### [GIVEN ENTRIES]
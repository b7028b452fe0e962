//! 160-bit node identifiers and XOR distance arithmetic.
//!
//! The DHT key space is 160 bits. Distance between two identifiers is their
//! bitwise XOR interpreted as a big-endian integer; bucket placement uses the
//! number of leading zero bits of that distance.

use std::cmp::Ordering;
use std::fmt;

use rand::RngCore;
use serde::{Deserialize, Deserializer, Serialize, Serializer};
use sha2::{Digest, Sha256};

/// Number of bits in a node identifier
pub const ID_BITS: usize = 160;

/// Number of bytes in a node identifier
pub const ID_BYTES: usize = 20;

/// 160-bit DHT node identifier
#[derive(Clone, Copy, PartialEq, Eq, Hash, PartialOrd, Ord)]
pub struct NodeId(pub [u8; ID_BYTES]);

impl NodeId {
    /// All-zero identifier
    pub const ZERO: NodeId = NodeId([0u8; ID_BYTES]);

    /// Generate a random identifier
    pub fn random() -> Self {
        let mut bytes = [0u8; ID_BYTES];
        rand::rngs::OsRng.fill_bytes(&mut bytes);
        NodeId(bytes)
    }

    /// Derive an identifier from arbitrary key material (SHA-256 truncated to 160 bits)
    pub fn from_key_material(data: &[u8]) -> Self {
        let digest = Sha256::digest(data);
        let mut bytes = [0u8; ID_BYTES];
        bytes.copy_from_slice(&digest[..ID_BYTES]);
        NodeId(bytes)
    }

    /// Parse from a hex string (40 hex chars)
    pub fn from_hex(s: &str) -> Option<Self> {
        let bytes = hex::decode(s).ok()?;
        let arr: [u8; ID_BYTES] = bytes.try_into().ok()?;
        Some(NodeId(arr))
    }

    pub fn as_bytes(&self) -> &[u8; ID_BYTES] {
        &self.0
    }

    /// XOR distance to another identifier
    pub fn distance(&self, other: &NodeId) -> Distance {
        let mut out = [0u8; ID_BYTES];
        for (i, byte) in out.iter_mut().enumerate() {
            *byte = self.0[i] ^ other.0[i];
        }
        Distance(out)
    }

    /// Length of the common prefix with `other`: the number of leading zero
    /// bits of the XOR distance (0..=160; 160 only for identical ids).
    pub fn common_prefix_len(&self, other: &NodeId) -> usize {
        self.distance(other).leading_zeros()
    }

    /// True if `self` is strictly closer to `target` than `other` is.
    pub fn is_closer_to(&self, target: &NodeId, other: &NodeId) -> bool {
        self.distance(target) < other.distance(target)
    }

    /// Total ordering of `a` and `b` by distance to `target`, ties broken by
    /// lexicographic id order so sorts are deterministic.
    pub fn cmp_distance(target: &NodeId, a: &NodeId, b: &NodeId) -> Ordering {
        a.distance(target)
            .cmp(&b.distance(target))
            .then_with(|| a.cmp(b))
    }
}

impl fmt::Display for NodeId {
    fn fmt(&self, f: &mut fmt::Formatter<'_>) -> fmt::Result {
        write!(f, "{}", hex::encode(self.0))
    }
}

impl fmt::Debug for NodeId {
    fn fmt(&self, f: &mut fmt::Formatter<'_>) -> fmt::Result {
        write!(f, "NodeId({})", hex::encode(self.0))
    }
}

impl Serialize for NodeId {
    fn serialize<S: Serializer>(&self, serializer: S) -> Result<S::Ok, S::Error> {
        serializer.serialize_str(&hex::encode(self.0))
    }
}

impl<'de> Deserialize<'de> for NodeId {
    fn deserialize<D: Deserializer<'de>>(deserializer: D) -> Result<Self, D::Error> {
        let s = String::deserialize(deserializer)?;
        NodeId::from_hex(&s).ok_or_else(|| serde::de::Error::custom("expected 40 hex chars"))
    }
}

/// XOR distance between two node identifiers, compared big-endian
#[derive(Clone, Copy, PartialEq, Eq, PartialOrd, Ord)]
pub struct Distance(pub [u8; ID_BYTES]);

impl Distance {
    /// Leading zero bits (0..=160)
    pub fn leading_zeros(&self) -> usize {
        let mut zeros = 0;
        for byte in &self.0 {
            if *byte == 0 {
                zeros += 8;
            } else {
                zeros += byte.leading_zeros() as usize;
                break;
            }
        }
        zeros
    }

    pub fn is_zero(&self) -> bool {
        self.0.iter().all(|b| *b == 0)
    }
}

impl fmt::Debug for Distance {
    fn fmt(&self, f: &mut fmt::Formatter<'_>) -> fmt::Result {
        write!(f, "Distance({})", hex::encode(self.0))
    }
}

### [EXERCISE BRIEF]
Looking at the data above, write out exactly the lines that start at the one containing "use std::fmt;" and end at the one containing "bytes in a node identifier"; include both and nothing beyond.

### [TASK SOLUTION]
use std::fmt;

use rand::RngCore;
use serde::{Deserialize, Deserializer, Serialize, Serializer};
use sha2::{Digest, Sha256};

/// Number of bits in a node identifier
pub const ID_BITS: usize = 160;

/// Number of bytes in a node identifier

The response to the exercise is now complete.